START Given data
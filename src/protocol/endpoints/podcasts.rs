//! Feed lookups.
//!
//! All lookups answer with a [`FeedResponse`] whose `feed` is empty when
//! nothing matched.

use url::Url;

use super::{Endpoint, FeedResponse};
use crate::{
    podcast::{FeedId, Guid},
    protocol::query::Query,
};

/// Feed by Podcast Index id.
#[derive(Copy, Clone, Debug, PartialEq, Eq, Hash)]
pub struct ByFeedId {
    pub id: FeedId,
}

impl Endpoint for ByFeedId {
    const PATH: &'static str = "podcasts/byfeedid";
    type Response = FeedResponse;

    fn query(&self) -> Query {
        let mut query = Query::new();
        query.set("id", self.id);
        query
    }
}

/// Feed by `podcast:guid`.
#[derive(Clone, Debug, PartialEq, Eq, Hash)]
pub struct ByGuid {
    pub guid: Guid,
}

impl Endpoint for ByGuid {
    const PATH: &'static str = "podcasts/byguid";
    type Response = FeedResponse;

    fn query(&self) -> Query {
        let mut query = Query::new();
        query.set("guid", &self.guid);
        query
    }
}

/// Feed by numeric Apple Podcasts id.
#[derive(Copy, Clone, Debug, PartialEq, Eq, Hash)]
pub struct ByItunesId {
    pub id: u64,
}

impl Endpoint for ByItunesId {
    const PATH: &'static str = "podcasts/byitunesid";
    type Response = FeedResponse;

    fn query(&self) -> Query {
        let mut query = Query::new();
        query.set("id", self.id);
        query
    }
}

/// Feed by feed URL.
#[derive(Clone, Debug, PartialEq, Eq, Hash)]
pub struct ByFeedUrl {
    pub url: Url,
}

impl Endpoint for ByFeedUrl {
    const PATH: &'static str = "podcasts/byfeedurl";
    type Response = FeedResponse;

    fn query(&self) -> Query {
        let mut query = Query::new();
        query.set("url", &self.url);
        query
    }
}

#[cfg(test)]
mod tests {
    use super::*;

    #[test]
    fn itunes_id_is_bare_number() {
        let request = ByItunesId { id: 1_441_923_632 };
        assert_eq!(request.query().encode(), "id=1441923632");
    }

    #[test]
    fn feed_url_is_escaped() {
        let request = ByFeedUrl {
            url: Url::parse("https://feeds.theincomparable.com/batmanuniversity").unwrap(),
        };
        assert_eq!(
            request.query().encode(),
            "url=https%3A%2F%2Ffeeds.theincomparable.com%2Fbatmanuniversity"
        );
    }
}
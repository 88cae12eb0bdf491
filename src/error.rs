//! Error handling for the Podcast Index client.
//!
//! Every failure a call can produce is a variant of [`enum@Error`], carrying
//! enough context (request URL, status code, field name) to be acted upon.
//! Nothing is retried or suppressed: errors are wrapped once and returned.
//!
//! # Error Categories
//!
//! Errors are categorized by [`ErrorKind`], which maps to the HTTP status
//! code that caused them where there is one:
//! * Authentication failures (401)
//! * Malformed requests (400)
//! * Other non-success responses (4xx, 5xx)
//! * Decoding failures of successful responses
//! * Failures of the HTTP exchange itself
//! * Unusable configuration
//!
//! # Example
//!
//! ```ignore
//! use podcastindex::error::{Error, ErrorKind};
//!
//! match client.podcast_by_feed_id(920_666.into()).await {
//!     Ok(podcast) => println!("{podcast:?}"),
//!     Err(e) if e.kind() == ErrorKind::Unauthenticated => {
//!         eprintln!("check your API key and secret: {e}");
//!     }
//!     Err(e) => return Err(e),
//! }
//! ```

use thiserror::Error;
use url::Url;

/// Standard result type for client operations.
pub type Result<T> = std::result::Result<T, Error>;

/// Boxed source error for conversions that can fail in different ways.
pub type BoxError = Box<dyn std::error::Error + Send + Sync>;

/// Main error type of the client.
#[derive(Debug, Error)]
pub enum Error {
    /// The API rejected the credentials (HTTP 401).
    #[error("authentication error when making request to podcast index API ({url}), please verify your API key and API secret values are correct")]
    Authentication {
        /// URL of the rejected request.
        url: Url,
    },

    /// The API rejected the request as structurally invalid (HTTP 400).
    ///
    /// This usually indicates a defect in this client or a change of the
    /// API rather than a caller mistake.
    #[error("podcast index API at {url} returned status code {status}. This usually indicates a malformed request, potentially a bug in this client or an API change")]
    MalformedRequest {
        /// URL of the rejected request.
        url: Url,
        /// HTTP status code.
        status: u16,
    },

    /// The API answered with any other non-success status.
    #[error("podcast index API at {url} returned status code {status} with response: {body}")]
    Server {
        /// URL of the failed request.
        url: Url,
        /// HTTP status code.
        status: u16,
        /// Raw response body.
        body: String,
    },

    /// The API answered with a non-success status and its body could not
    /// be read.
    #[error("podcast index API at {url} returned status code {status}, failed to read error response: {source}")]
    Read {
        /// URL of the failed request.
        url: Url,
        /// HTTP status code.
        status: u16,
        /// The underlying transfer failure.
        #[source]
        source: reqwest::Error,
    },

    /// A successful response could not be decoded.
    #[error("failed to decode response from podcast index API ({url}): {source}")]
    Decode {
        /// URL of the response.
        url: Url,
        /// The underlying JSON failure.
        #[source]
        source: serde_json::Error,
    },

    /// A single field value could not be converted.
    #[error(transparent)]
    FieldParse(#[from] FieldError),

    /// The HTTP exchange itself failed: DNS, connection, TLS or timeout.
    #[error("failed to execute HTTP request: {source}")]
    Execution {
        /// The underlying transport failure.
        #[source]
        source: reqwest::Error,
    },

    /// The client configuration cannot be used to issue requests.
    #[error("invalid configuration: {0}")]
    Config(String),
}

/// A field value that could not be converted into its domain type.
///
/// Names the field and the raw value as received, so that the error points
/// at the offending piece of a response rather than at the response as a
/// whole.
///
/// # Examples
///
/// ```ignore
/// let err = FieldError::new("URL", ":invalid", podcastindex::link::LinkError::MissingScheme);
/// assert!(err.to_string().starts_with("failed to parse URL ':invalid'"));
/// ```
#[derive(Debug, Error)]
#[error("failed to parse {field} '{value}': {source}")]
pub struct FieldError {
    /// Human-readable name of the field.
    pub field: &'static str,
    /// The raw value that failed to convert.
    pub value: String,
    /// The underlying conversion failure.
    #[source]
    pub source: BoxError,
}

impl FieldError {
    /// Creates a new field error.
    pub fn new<E>(field: &'static str, value: impl Into<String>, source: E) -> Self
    where
        E: Into<BoxError>,
    {
        Self {
            field,
            value: value.into(),
            source: source.into(),
        }
    }
}

/// Error categories.
///
/// Each variant maps to the HTTP status code that produced it, if any.
#[expect(clippy::module_name_repetitions)]
#[derive(Clone, Copy, Debug, Eq, Error, Hash, Ord, PartialEq, PartialOrd)]
pub enum ErrorKind {
    /// HTTP Mapping: 401 Unauthorized
    #[error("no valid authentication credentials")]
    Unauthenticated,

    /// HTTP Mapping: 400 Bad Request
    #[error("malformed request")]
    MalformedRequest,

    /// HTTP Mapping: any other non-success status
    #[error("server error")]
    Server,

    /// HTTP Mapping: any other non-success status, body unreadable
    #[error("unreadable response")]
    Read,

    /// HTTP Mapping: 200 OK or 302 Found with an undecodable body
    #[error("undecodable response")]
    Decode,

    /// No HTTP mapping: a single value failed to convert
    #[error("invalid field value")]
    FieldParse,

    /// No HTTP mapping: the exchange did not complete
    #[error("request execution failed")]
    Execution,

    /// No HTTP mapping: the request could not be built
    #[error("invalid configuration")]
    Config,
}

impl Error {
    /// Returns the category of this error.
    #[must_use]
    pub fn kind(&self) -> ErrorKind {
        match self {
            Self::Authentication { .. } => ErrorKind::Unauthenticated,
            Self::MalformedRequest { .. } => ErrorKind::MalformedRequest,
            Self::Server { .. } => ErrorKind::Server,
            Self::Read { .. } => ErrorKind::Read,
            Self::Decode { .. } => ErrorKind::Decode,
            Self::FieldParse(_) => ErrorKind::FieldParse,
            Self::Execution { .. } => ErrorKind::Execution,
            Self::Config(_) => ErrorKind::Config,
        }
    }

    /// Returns the HTTP status code of the response that caused this error,
    /// if a response was received.
    #[must_use]
    pub fn status(&self) -> Option<u16> {
        match self {
            Self::Authentication { .. } => Some(401),
            Self::MalformedRequest { status, .. }
            | Self::Server { status, .. }
            | Self::Read { status, .. } => Some(*status),
            _ => None,
        }
    }

    /// Returns the URL of the request that caused this error, if any.
    #[must_use]
    pub fn url(&self) -> Option<&Url> {
        match self {
            Self::Authentication { url }
            | Self::MalformedRequest { url, .. }
            | Self::Server { url, .. }
            | Self::Read { url, .. }
            | Self::Decode { url, .. } => Some(url),
            _ => None,
        }
    }

    /// Returns `true` if the exchange was aborted because it timed out.
    #[must_use]
    pub fn is_timeout(&self) -> bool {
        matches!(self, Self::Execution { source } if source.is_timeout())
    }
}

/// Converts HTTP client errors into execution failures.
///
/// Status errors never reach this conversion: responses are classified
/// by status code before their bodies are touched.
impl From<reqwest::Error> for Error {
    fn from(source: reqwest::Error) -> Self {
        Self::Execution { source }
    }
}

/// Converts invalid header values to `Config`.
impl From<reqwest::header::InvalidHeaderValue> for Error {
    fn from(e: reqwest::header::InvalidHeaderValue) -> Self {
        Self::Config(format!("invalid header value: {e}"))
    }
}
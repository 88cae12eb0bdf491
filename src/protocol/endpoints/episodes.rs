//! Episode listings and lookups.

use super::{Endpoint, EpisodeResponse, EpisodesResponse};
use crate::{episode::EpisodeId, podcast::FeedId, protocol::query::Query};

/// Options of [`ByFeedId`].
#[derive(Copy, Clone, Debug, Default, PartialEq, Eq, Hash)]
pub struct EpisodesOptions {
    /// Maximum number of episodes, at most 99.
    pub max: Option<u32>,
    /// Return descriptions untruncated.
    pub full_text: bool,
}

/// Episodes of a feed, most recent first.
#[derive(Copy, Clone, Debug, PartialEq, Eq, Hash)]
pub struct ByFeedId {
    pub id: FeedId,
    pub options: EpisodesOptions,
}

impl Endpoint for ByFeedId {
    const PATH: &'static str = "episodes/byfeedid";
    type Response = EpisodesResponse;

    fn query(&self) -> Query {
        let mut query = Query::new();
        query
            .set("id", self.id)
            .max(self.options.max)
            .flag("fulltext", self.options.full_text);
        query
    }
}

/// A single episode.
#[derive(Copy, Clone, Debug, PartialEq, Eq, Hash)]
pub struct ById {
    pub id: EpisodeId,
    pub full_text: bool,
}

impl Endpoint for ById {
    const PATH: &'static str = "episodes/byid";
    type Response = EpisodeResponse;

    fn query(&self) -> Query {
        let mut query = Query::new();
        query.set("id", self.id).flag("fulltext", self.full_text);
        query
    }
}

/// Options of [`Live`].
#[derive(Copy, Clone, Debug, Default, PartialEq, Eq, Hash)]
pub struct LiveEpisodesOptions {
    /// Maximum number of live items, at most 99.
    pub max: Option<u32>,
}

/// Live items that are currently streaming.
#[derive(Copy, Clone, Debug, Default, PartialEq, Eq, Hash)]
pub struct Live {
    pub options: LiveEpisodesOptions,
}

impl Endpoint for Live {
    const PATH: &'static str = "episodes/live";
    type Response = EpisodesResponse;

    fn query(&self) -> Query {
        let mut query = Query::new();
        query.max(self.options.max);
        query
    }
}

#[cfg(test)]
mod tests {
    use super::*;

    #[test]
    fn episodes_query() {
        let request = ByFeedId {
            id: FeedId(75075),
            options: EpisodesOptions {
                max: Some(100),
                full_text: true,
            },
        };
        assert_eq!(request.query().encode(), "fulltext=&id=75075&max=99");
    }

    #[test]
    fn live_without_options_has_no_query() {
        assert!(Live::default().query().is_empty());
    }
}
END Given data
Task instructions:
Look through the entries above and quote exactly the lines from the line with "error, if any." to the line with "Converts invalid header", counting both of those lines.

Answer to the problem:
    /// Returns the URL of the request that caused this error, if any.
    #[must_use]
    pub fn url(&self) -> Option<&Url> {
        match self {
            Self::Authentication { url }
            | Self::MalformedRequest { url, .. }
            | Self::Server { url, .. }
            | Self::Read { url, .. }
            | Self::Decode { url, .. } => Some(url),
            _ => None,
        }
    }

    /// Returns `true` if the exchange was aborted because it timed out.
    #[must_use]
    pub fn is_timeout(&self) -> bool {
        matches!(self, Self::Execution { source } if source.is_timeout())
    }
}

/// Converts HTTP client errors into execution failures.
///
/// Status errors never reach this conversion: responses are classified
/// by status code before their bodies are touched.
impl From<reqwest::Error> for Error {
    fn from(source: reqwest::Error) -> Self {
        Self::Execution { source }
    }
}

/// Converts invalid header values to `Config`.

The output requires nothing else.